BEGIN Extracted material

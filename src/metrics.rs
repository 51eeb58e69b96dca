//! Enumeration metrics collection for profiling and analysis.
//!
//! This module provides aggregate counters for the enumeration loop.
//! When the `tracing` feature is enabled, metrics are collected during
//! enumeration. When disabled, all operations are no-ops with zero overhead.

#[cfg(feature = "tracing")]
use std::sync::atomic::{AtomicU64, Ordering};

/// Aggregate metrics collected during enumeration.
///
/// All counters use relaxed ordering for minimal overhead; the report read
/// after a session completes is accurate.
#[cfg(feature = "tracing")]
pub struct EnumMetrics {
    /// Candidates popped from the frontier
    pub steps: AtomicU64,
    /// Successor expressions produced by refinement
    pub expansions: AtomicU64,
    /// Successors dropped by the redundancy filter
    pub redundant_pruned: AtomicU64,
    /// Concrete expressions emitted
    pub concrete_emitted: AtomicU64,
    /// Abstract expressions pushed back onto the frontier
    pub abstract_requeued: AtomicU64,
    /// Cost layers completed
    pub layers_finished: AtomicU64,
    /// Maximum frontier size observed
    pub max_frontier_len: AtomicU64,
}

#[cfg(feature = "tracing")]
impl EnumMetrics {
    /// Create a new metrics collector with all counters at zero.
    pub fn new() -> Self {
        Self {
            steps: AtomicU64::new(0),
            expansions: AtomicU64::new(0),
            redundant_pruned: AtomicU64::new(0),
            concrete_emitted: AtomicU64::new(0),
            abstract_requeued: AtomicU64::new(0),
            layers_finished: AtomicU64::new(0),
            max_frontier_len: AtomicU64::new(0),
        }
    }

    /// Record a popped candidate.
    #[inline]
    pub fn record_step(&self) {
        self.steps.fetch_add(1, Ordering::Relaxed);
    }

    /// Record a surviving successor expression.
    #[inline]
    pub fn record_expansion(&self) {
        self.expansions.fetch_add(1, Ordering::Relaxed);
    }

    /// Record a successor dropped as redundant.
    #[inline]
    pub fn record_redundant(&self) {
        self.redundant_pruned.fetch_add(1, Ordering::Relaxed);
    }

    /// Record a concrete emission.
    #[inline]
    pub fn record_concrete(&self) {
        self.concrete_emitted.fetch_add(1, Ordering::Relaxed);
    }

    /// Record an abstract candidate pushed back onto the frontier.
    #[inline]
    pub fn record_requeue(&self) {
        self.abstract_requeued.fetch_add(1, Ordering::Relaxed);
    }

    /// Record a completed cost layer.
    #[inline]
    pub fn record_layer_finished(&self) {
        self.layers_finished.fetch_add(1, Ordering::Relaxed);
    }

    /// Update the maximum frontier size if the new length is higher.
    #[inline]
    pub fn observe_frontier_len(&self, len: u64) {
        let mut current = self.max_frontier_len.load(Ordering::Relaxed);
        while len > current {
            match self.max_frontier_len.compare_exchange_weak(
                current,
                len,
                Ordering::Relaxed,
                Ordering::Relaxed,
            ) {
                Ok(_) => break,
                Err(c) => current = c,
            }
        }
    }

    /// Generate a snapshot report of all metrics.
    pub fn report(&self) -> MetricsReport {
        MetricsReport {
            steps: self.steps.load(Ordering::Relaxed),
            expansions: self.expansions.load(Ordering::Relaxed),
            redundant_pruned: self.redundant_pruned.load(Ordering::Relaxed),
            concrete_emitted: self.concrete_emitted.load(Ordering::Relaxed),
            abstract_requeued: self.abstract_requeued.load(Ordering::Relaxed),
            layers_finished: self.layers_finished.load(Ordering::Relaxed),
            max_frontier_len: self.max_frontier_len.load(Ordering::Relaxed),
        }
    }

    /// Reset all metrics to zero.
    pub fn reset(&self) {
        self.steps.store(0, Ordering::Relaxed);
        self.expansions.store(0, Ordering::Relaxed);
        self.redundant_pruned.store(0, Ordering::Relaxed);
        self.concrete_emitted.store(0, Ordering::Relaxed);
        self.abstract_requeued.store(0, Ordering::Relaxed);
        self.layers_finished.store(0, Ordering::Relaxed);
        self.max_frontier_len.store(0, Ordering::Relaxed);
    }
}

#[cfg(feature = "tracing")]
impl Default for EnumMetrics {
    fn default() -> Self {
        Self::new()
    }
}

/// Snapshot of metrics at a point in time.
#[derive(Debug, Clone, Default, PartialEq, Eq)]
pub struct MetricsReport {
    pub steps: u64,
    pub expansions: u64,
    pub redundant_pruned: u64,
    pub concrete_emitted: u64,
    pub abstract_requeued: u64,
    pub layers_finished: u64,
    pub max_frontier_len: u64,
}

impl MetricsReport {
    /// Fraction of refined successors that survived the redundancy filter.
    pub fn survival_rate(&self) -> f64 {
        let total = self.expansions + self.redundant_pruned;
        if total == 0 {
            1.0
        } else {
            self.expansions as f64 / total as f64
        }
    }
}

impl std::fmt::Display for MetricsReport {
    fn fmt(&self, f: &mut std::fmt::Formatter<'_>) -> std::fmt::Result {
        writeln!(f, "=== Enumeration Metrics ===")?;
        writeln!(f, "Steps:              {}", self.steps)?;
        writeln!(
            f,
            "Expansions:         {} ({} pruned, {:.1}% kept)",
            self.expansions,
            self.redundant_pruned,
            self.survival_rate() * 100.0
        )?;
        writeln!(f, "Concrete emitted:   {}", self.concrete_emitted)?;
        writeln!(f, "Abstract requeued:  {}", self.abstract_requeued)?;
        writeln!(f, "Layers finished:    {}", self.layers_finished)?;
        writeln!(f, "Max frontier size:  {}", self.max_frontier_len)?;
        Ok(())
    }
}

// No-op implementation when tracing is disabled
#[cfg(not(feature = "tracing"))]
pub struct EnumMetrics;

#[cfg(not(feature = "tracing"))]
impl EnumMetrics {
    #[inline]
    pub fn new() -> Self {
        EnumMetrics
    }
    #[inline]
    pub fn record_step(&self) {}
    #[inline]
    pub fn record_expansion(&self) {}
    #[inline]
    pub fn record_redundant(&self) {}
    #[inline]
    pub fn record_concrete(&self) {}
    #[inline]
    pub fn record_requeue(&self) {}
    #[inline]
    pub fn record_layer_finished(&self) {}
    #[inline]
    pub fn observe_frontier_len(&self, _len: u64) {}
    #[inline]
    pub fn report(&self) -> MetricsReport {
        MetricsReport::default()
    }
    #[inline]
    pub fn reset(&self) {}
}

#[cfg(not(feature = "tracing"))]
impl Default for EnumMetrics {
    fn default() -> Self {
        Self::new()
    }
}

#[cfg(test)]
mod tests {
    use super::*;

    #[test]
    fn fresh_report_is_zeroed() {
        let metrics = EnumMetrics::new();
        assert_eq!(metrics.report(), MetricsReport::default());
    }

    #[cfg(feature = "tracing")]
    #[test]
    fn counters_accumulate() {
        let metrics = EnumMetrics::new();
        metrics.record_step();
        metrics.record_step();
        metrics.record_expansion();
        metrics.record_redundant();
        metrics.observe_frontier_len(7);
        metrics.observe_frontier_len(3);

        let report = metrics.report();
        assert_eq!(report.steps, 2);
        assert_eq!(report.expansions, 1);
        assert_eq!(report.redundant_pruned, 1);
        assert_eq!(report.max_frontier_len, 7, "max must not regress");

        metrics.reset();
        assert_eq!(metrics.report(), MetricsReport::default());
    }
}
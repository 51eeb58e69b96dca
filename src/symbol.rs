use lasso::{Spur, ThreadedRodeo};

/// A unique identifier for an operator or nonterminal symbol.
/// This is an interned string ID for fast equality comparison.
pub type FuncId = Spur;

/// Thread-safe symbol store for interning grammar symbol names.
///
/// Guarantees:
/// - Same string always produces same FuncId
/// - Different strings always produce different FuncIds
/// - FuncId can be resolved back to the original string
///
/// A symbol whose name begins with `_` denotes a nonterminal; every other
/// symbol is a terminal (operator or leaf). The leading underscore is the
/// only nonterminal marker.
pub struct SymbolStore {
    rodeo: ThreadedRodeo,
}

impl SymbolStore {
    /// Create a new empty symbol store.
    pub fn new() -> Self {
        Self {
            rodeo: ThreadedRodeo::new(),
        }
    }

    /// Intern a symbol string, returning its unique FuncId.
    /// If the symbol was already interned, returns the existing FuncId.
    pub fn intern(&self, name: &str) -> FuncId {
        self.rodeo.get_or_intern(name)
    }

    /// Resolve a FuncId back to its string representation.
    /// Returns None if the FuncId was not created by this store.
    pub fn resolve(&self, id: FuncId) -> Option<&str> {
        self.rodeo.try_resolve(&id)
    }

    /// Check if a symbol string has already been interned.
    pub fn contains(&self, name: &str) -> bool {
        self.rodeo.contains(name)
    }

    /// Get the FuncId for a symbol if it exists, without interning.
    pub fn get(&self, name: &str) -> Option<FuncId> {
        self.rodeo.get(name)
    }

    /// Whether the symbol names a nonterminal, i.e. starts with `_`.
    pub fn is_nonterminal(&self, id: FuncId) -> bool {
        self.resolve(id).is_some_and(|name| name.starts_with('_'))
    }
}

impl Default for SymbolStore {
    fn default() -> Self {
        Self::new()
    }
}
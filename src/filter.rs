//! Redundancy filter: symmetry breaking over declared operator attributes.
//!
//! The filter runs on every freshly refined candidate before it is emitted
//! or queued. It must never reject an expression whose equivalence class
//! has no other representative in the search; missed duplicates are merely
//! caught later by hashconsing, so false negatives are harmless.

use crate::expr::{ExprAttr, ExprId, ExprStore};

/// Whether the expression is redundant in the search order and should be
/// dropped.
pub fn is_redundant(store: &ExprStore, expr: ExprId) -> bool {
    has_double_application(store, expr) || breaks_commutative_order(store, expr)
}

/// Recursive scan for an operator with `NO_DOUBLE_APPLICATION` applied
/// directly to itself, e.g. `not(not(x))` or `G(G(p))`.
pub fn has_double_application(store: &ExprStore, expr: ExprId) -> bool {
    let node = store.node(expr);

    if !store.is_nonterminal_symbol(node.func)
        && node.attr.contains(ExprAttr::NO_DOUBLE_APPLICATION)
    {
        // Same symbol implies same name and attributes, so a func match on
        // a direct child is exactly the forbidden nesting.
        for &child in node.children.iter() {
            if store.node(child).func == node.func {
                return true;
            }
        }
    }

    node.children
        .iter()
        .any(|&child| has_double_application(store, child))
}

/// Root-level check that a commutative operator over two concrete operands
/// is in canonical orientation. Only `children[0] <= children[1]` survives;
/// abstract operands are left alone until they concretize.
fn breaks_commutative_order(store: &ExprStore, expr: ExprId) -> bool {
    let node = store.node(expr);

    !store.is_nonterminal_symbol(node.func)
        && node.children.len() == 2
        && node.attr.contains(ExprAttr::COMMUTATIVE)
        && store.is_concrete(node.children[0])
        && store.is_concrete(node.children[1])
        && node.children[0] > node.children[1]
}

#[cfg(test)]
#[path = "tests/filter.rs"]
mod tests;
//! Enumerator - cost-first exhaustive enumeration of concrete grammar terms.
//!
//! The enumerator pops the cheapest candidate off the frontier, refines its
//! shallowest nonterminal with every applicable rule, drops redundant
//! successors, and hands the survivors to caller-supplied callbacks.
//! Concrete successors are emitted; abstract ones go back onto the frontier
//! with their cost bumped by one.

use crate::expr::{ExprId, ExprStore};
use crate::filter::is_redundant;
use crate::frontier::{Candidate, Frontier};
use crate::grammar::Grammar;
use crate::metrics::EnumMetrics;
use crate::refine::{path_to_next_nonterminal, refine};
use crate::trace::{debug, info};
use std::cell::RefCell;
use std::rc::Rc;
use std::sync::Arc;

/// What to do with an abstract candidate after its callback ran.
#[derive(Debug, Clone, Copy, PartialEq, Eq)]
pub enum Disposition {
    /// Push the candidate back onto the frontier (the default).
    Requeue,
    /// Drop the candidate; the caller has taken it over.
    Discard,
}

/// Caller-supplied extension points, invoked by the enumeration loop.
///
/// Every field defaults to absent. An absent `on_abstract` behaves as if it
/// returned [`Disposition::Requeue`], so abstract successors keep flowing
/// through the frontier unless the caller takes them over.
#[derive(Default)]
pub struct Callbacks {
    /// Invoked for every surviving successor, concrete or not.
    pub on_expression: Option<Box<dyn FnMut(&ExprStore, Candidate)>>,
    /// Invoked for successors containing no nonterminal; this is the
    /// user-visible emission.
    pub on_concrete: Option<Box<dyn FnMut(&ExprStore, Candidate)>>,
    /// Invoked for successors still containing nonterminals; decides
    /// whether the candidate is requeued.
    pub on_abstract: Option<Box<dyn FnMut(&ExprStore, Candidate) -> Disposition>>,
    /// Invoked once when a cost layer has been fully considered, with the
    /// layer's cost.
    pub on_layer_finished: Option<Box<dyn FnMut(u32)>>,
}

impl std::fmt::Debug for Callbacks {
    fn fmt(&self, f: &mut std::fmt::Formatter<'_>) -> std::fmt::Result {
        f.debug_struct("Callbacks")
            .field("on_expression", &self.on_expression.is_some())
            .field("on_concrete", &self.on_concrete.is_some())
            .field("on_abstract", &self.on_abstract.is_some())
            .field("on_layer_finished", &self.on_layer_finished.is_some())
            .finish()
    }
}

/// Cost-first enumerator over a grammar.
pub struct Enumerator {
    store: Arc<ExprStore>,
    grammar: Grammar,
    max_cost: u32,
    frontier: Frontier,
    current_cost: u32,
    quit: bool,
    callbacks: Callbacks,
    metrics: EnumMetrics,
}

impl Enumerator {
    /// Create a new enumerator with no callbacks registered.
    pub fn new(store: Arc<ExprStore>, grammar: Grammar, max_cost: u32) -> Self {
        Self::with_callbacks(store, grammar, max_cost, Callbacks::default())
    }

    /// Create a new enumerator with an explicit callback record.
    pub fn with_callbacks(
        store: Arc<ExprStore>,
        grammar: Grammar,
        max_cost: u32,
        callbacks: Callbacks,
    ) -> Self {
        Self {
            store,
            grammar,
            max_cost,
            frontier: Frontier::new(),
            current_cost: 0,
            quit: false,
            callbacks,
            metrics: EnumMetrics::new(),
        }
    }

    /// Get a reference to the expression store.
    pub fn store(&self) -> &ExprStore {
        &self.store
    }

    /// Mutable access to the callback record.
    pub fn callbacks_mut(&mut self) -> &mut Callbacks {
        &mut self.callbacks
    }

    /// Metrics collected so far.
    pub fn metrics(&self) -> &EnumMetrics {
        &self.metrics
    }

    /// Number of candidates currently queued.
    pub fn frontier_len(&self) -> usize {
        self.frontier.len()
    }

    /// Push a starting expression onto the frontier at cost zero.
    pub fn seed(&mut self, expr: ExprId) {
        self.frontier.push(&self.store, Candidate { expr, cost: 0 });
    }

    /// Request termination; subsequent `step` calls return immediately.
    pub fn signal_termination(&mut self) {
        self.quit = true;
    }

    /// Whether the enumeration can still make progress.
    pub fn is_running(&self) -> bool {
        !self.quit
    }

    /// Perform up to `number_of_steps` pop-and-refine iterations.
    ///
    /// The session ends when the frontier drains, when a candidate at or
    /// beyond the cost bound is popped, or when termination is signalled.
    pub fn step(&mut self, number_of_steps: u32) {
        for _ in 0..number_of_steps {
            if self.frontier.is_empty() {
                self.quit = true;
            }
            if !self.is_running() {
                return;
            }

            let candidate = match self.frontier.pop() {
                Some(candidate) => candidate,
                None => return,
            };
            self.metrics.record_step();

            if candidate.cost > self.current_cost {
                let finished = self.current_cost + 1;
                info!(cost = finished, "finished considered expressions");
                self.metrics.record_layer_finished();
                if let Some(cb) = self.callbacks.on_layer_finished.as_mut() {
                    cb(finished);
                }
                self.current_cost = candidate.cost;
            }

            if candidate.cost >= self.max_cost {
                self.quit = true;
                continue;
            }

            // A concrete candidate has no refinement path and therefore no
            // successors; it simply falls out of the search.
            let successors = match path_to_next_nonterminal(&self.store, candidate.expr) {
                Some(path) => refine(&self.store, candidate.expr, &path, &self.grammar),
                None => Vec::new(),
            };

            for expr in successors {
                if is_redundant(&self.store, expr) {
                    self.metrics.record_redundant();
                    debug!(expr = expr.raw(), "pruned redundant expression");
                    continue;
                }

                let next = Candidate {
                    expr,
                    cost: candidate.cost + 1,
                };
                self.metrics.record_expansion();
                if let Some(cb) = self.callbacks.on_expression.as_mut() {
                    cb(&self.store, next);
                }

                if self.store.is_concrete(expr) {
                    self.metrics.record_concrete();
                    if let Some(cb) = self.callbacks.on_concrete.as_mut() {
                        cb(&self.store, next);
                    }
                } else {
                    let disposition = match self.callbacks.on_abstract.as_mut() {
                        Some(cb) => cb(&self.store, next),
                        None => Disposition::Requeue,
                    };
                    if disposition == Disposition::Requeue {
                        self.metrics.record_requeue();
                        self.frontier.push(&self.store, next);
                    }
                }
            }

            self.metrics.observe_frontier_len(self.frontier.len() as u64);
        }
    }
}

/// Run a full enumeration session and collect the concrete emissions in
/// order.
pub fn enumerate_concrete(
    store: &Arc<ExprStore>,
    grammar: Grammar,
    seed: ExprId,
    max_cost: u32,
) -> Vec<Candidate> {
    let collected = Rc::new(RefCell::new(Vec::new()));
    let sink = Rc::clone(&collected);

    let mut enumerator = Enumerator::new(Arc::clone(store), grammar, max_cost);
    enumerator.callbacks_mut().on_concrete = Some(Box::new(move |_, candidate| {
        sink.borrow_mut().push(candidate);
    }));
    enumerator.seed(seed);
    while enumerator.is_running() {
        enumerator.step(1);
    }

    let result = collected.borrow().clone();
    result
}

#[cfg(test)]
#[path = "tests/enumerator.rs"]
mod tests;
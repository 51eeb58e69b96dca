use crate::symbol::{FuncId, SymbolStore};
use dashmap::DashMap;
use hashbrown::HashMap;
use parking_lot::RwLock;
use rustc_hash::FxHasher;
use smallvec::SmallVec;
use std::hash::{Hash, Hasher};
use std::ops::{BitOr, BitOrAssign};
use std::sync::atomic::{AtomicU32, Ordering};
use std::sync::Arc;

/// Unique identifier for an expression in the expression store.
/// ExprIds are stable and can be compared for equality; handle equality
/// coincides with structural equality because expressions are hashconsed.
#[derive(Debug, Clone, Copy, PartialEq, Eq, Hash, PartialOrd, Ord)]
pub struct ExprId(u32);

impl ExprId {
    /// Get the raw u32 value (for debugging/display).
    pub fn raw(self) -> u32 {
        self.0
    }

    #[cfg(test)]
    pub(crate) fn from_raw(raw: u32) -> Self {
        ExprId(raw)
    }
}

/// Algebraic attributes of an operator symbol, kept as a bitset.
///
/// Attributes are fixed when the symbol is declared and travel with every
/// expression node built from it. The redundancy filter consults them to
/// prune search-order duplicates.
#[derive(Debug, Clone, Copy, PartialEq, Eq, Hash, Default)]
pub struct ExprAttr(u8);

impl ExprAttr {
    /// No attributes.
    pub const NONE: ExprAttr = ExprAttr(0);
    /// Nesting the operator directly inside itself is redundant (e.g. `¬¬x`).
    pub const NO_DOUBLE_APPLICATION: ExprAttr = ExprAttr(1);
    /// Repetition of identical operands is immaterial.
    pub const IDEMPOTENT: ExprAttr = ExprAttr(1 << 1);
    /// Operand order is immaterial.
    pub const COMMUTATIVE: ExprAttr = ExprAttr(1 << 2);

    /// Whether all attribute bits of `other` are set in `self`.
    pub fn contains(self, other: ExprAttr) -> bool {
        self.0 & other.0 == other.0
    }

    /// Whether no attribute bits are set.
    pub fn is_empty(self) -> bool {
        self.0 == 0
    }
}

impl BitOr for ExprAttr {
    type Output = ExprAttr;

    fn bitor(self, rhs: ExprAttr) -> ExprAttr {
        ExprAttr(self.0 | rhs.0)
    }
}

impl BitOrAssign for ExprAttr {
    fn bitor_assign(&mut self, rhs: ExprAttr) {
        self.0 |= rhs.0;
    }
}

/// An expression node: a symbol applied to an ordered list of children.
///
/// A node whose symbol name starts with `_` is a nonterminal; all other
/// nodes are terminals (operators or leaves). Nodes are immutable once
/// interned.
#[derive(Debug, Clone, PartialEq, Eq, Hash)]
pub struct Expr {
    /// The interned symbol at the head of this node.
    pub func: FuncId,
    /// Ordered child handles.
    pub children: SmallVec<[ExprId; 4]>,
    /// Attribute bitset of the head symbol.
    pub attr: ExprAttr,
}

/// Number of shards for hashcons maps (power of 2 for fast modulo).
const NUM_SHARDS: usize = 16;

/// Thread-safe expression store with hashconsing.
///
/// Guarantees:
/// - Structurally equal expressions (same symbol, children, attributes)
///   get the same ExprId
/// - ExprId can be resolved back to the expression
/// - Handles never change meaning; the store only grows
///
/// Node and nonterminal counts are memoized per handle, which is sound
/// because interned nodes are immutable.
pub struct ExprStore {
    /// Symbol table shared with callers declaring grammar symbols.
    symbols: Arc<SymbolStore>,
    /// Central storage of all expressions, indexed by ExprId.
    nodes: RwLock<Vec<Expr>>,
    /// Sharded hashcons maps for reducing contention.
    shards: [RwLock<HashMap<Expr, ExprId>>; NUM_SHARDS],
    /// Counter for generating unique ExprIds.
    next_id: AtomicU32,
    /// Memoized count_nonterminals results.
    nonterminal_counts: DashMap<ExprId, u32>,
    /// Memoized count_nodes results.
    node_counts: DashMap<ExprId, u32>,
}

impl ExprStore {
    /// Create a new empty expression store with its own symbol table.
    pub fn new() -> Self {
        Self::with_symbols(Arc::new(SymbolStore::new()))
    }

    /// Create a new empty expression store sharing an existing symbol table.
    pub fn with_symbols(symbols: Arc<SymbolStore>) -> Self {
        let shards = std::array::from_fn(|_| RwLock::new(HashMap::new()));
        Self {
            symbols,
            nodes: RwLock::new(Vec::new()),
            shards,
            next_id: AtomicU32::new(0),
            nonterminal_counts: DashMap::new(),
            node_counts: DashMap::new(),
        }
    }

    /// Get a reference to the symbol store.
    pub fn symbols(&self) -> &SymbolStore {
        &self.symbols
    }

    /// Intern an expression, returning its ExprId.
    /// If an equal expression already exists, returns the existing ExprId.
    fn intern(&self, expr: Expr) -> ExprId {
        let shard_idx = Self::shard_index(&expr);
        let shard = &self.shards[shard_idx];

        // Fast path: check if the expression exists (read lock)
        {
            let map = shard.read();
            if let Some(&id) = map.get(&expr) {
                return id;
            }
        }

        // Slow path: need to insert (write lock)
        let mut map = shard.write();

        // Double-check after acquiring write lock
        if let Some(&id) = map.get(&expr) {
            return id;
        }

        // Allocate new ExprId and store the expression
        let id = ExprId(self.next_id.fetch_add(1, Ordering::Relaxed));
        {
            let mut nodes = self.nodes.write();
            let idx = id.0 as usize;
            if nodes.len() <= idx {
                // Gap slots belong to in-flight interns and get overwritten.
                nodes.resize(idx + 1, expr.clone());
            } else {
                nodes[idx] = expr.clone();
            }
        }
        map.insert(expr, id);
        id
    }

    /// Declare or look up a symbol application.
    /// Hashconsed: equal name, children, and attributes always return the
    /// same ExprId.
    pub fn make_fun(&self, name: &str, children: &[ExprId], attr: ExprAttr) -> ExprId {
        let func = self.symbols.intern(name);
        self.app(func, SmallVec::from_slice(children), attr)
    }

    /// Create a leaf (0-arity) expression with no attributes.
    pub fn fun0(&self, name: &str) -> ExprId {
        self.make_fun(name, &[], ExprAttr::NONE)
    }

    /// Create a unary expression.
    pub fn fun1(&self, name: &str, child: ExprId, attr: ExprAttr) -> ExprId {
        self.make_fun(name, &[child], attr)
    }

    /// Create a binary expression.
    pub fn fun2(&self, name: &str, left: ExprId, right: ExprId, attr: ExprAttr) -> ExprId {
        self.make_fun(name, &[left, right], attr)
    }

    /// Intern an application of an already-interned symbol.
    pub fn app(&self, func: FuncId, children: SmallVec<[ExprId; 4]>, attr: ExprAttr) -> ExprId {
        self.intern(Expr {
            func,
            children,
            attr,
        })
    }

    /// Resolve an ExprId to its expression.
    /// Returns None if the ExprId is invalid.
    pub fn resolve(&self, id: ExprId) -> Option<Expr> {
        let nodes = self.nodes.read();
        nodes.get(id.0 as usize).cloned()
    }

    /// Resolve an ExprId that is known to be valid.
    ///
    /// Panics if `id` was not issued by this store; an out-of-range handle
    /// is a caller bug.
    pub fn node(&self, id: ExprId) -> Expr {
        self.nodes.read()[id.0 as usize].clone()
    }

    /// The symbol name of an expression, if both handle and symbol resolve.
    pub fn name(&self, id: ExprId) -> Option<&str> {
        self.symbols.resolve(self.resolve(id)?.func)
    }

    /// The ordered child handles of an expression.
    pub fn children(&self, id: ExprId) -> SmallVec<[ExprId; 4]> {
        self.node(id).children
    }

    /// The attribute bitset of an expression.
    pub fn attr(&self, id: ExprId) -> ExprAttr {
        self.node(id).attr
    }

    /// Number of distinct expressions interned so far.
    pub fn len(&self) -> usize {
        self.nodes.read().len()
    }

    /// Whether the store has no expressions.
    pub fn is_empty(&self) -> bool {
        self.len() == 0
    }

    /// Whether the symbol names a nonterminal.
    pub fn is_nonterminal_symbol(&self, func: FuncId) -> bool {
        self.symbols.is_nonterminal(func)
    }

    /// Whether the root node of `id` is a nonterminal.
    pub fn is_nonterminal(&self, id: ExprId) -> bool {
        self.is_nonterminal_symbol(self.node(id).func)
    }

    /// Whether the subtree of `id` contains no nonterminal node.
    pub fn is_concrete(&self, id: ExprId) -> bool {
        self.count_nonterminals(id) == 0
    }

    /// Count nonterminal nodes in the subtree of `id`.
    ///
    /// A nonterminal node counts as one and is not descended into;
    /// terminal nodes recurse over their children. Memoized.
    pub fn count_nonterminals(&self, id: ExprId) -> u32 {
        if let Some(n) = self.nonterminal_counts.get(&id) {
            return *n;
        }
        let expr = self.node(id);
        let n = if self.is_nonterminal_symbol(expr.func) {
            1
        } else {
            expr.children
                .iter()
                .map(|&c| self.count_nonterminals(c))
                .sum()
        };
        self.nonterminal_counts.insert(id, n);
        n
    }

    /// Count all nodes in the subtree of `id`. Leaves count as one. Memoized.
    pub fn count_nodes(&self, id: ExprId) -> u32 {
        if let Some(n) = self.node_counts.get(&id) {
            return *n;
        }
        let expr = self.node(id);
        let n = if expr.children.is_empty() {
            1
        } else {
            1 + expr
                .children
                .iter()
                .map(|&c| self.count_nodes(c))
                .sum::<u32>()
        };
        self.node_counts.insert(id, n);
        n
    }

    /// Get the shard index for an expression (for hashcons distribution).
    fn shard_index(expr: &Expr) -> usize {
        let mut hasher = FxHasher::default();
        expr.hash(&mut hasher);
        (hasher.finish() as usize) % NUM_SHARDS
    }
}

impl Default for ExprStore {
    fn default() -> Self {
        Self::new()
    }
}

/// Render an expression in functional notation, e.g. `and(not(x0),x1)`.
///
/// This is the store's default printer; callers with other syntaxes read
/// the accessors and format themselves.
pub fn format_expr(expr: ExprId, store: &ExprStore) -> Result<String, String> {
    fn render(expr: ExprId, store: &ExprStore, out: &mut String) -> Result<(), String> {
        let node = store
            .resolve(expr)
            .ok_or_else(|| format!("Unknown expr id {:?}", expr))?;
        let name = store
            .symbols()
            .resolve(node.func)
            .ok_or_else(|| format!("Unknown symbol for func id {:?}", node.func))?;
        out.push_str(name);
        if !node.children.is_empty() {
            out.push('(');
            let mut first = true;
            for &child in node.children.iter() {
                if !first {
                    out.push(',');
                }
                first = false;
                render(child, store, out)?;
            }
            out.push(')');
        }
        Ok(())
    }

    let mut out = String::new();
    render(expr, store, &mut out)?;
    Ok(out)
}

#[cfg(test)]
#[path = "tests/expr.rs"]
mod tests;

END Extracted material

Go through the material above line by line and state how many lines contain "same". Give only the number.

Exercise response: 5